use async_trait::async_trait;
use serde::Deserialize;
use serde_json::{json, Value};
use std::time::Duration;
use url::Url;

use crate::config::SheetsConfig;
use crate::delivery::{DeliveryError, DeliveryReceipt, LeadDestination};
use crate::errors::AppError;
use crate::models::LeadRecord;

/// Column order of the backup sheet. Column A holds the lead id.
pub const COLUMNS: [&str; 21] = [
    "Lead ID",
    "Timestamp",
    "Last Updated",
    "Submission Type",
    "First Name",
    "Last Name",
    "Email",
    "Phone",
    "Address",
    "Street",
    "City",
    "State",
    "Zip",
    "Condition",
    "Timeline",
    "Price",
    "Listed",
    "Source",
    "Phone Valid",
    "Line Type",
    "Carrier",
];

#[derive(Debug, Deserialize)]
struct ValueRange {
    #[serde(default)]
    values: Vec<Vec<Value>>,
}

#[derive(Debug, Deserialize)]
#[serde(rename_all = "camelCase")]
struct AppendResponse {
    updates: Option<AppendUpdates>,
}

#[derive(Debug, Deserialize)]
#[serde(rename_all = "camelCase")]
struct AppendUpdates {
    updated_range: Option<String>,
}

/// Spreadsheet backup: one row per lead, updated in place when the lead
/// progresses from partial to complete.
#[derive(Clone)]
pub struct SheetsClient {
    client: reqwest::Client,
    base_url: String,
    spreadsheet_id: String,
    tab: String,
    access_token: String,
    timeout: Duration,
}

impl SheetsClient {
    pub fn new(config: &SheetsConfig) -> Result<Self, AppError> {
        let client = reqwest::Client::builder()
            .timeout(config.timeout)
            .build()
            .map_err(|e| {
                AppError::ExternalApiError(format!("Failed to create sheets client: {}", e))
            })?;

        Ok(Self {
            client,
            base_url: config.base_url.clone(),
            spreadsheet_id: config.spreadsheet_id.clone(),
            tab: config.tab.clone(),
            access_token: config.access_token.clone(),
            timeout: config.timeout,
        })
    }

    /// `{base}/{spreadsheet}/values/{range}` with each segment escaped.
    fn values_url(&self, range: &str) -> Result<Url, DeliveryError> {
        let mut url = Url::parse(&self.base_url)
            .map_err(|e| DeliveryError::Transport(format!("Invalid sheets base URL: {}", e)))?;
        url.path_segments_mut()
            .map_err(|_| DeliveryError::Transport("Sheets base URL cannot be a base".to_string()))?
            .pop_if_empty()
            .push(&self.spreadsheet_id)
            .push("values")
            .push(range);
        Ok(url)
    }

    /// 1-based row holding `lead_id` in column A, if any.
    async fn find_row(&self, lead_id: &str) -> Result<Option<usize>, DeliveryError> {
        let url = self.values_url(&format!("{}!A:A", self.tab))?;

        let response = self
            .client
            .get(url)
            .bearer_auth(&self.access_token)
            .send()
            .await
            .map_err(|e| DeliveryError::from_reqwest(e, self.timeout))?;
        let response = check_status(response).await?;

        let range: ValueRange = response
            .json()
            .await
            .map_err(|e| DeliveryError::InvalidResponse(e.to_string()))?;

        Ok(range
            .values
            .iter()
            .position(|row| row.first().and_then(Value::as_str) == Some(lead_id))
            .map(|index| index + 1))
    }

    async fn update_row(&self, row: usize, values: Vec<Value>) -> Result<(), DeliveryError> {
        let range = format!("{}!A{}", self.tab, row);
        let mut url = self.values_url(&range)?;
        url.query_pairs_mut().append_pair("valueInputOption", "RAW");

        let response = self
            .client
            .put(url)
            .bearer_auth(&self.access_token)
            .json(&json!({
                "range": range,
                "majorDimension": "ROWS",
                "values": [values],
            }))
            .send()
            .await
            .map_err(|e| DeliveryError::from_reqwest(e, self.timeout))?;
        check_status(response).await?;
        Ok(())
    }

    async fn append_row(&self, values: Vec<Value>) -> Result<Option<String>, DeliveryError> {
        let mut url = self.values_url(&format!("{}!A1:append", self.tab))?;
        url.query_pairs_mut()
            .append_pair("valueInputOption", "RAW")
            .append_pair("insertDataOption", "INSERT_ROWS");

        let response = self
            .client
            .post(url)
            .bearer_auth(&self.access_token)
            .json(&json!({
                "majorDimension": "ROWS",
                "values": [values],
            }))
            .send()
            .await
            .map_err(|e| DeliveryError::from_reqwest(e, self.timeout))?;
        let response = check_status(response).await?;

        // The updated range is informational only.
        let appended: Option<AppendResponse> = response.json().await.ok();
        Ok(appended
            .and_then(|a| a.updates)
            .and_then(|u| u.updated_range))
    }
}

async fn check_status(response: reqwest::Response) -> Result<reqwest::Response, DeliveryError> {
    let status = response.status();
    if status.is_success() {
        return Ok(response);
    }
    let error_text = response
        .text()
        .await
        .unwrap_or_else(|_| "Unknown error".to_string());
    Err(DeliveryError::from_status(status.as_u16(), error_text))
}

fn text(value: Option<&str>) -> Value {
    Value::String(value.unwrap_or_default().to_string())
}

/// Spreadsheet row for `lead`, in `COLUMNS` order.
pub fn lead_row(lead: &LeadRecord) -> Vec<Value> {
    let verification = lead.phone_verification.as_ref();
    vec![
        json!(lead.lead_id),
        json!(lead.timestamp.to_rfc3339()),
        json!(lead.last_updated.to_rfc3339()),
        json!(lead.submission_type.as_str()),
        text(lead.first_name.as_deref()),
        text(lead.last_name.as_deref()),
        text(lead.email.as_deref()),
        json!(lead.phone),
        json!(lead.address),
        text(lead.address_line1.as_deref()),
        text(lead.city.as_deref()),
        text(lead.state.as_deref()),
        text(lead.postal_code.as_deref()),
        text(lead.property_condition.map(|c| c.as_str())),
        text(lead.timeline.map(|t| t.as_str())),
        lead.price.map(|p| json!(p)).unwrap_or_else(|| json!("")),
        text(lead.is_property_listed.map(|l| if l { "Yes" } else { "No" })),
        json!(lead.referral_source),
        text(verification.map(|v| if v.is_valid { "Yes" } else { "No" })),
        text(verification.and_then(|v| v.line_type.as_deref())),
        text(verification.and_then(|v| v.carrier.as_deref())),
    ]
}

#[async_trait]
impl LeadDestination for SheetsClient {
    async fn deliver(&self, lead: &LeadRecord) -> Result<DeliveryReceipt, DeliveryError> {
        let values = lead_row(lead);

        match self.find_row(&lead.lead_id).await? {
            Some(row) => {
                tracing::info!("Updating spreadsheet row {} for lead {}", row, lead.lead_id);
                self.update_row(row, values).await?;
                Ok(DeliveryReceipt {
                    reference: Some(format!("{}!A{}", self.tab, row)),
                })
            }
            None => {
                tracing::info!("Appending spreadsheet row for lead {}", lead.lead_id);
                let range = self.append_row(values).await?;
                Ok(DeliveryReceipt { reference: range })
            }
        }
    }
}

Work task: The word "SheetsClient" appears on some lines of the data above; say how many such lines there are, with nothing else.

Solution to the exercise: 3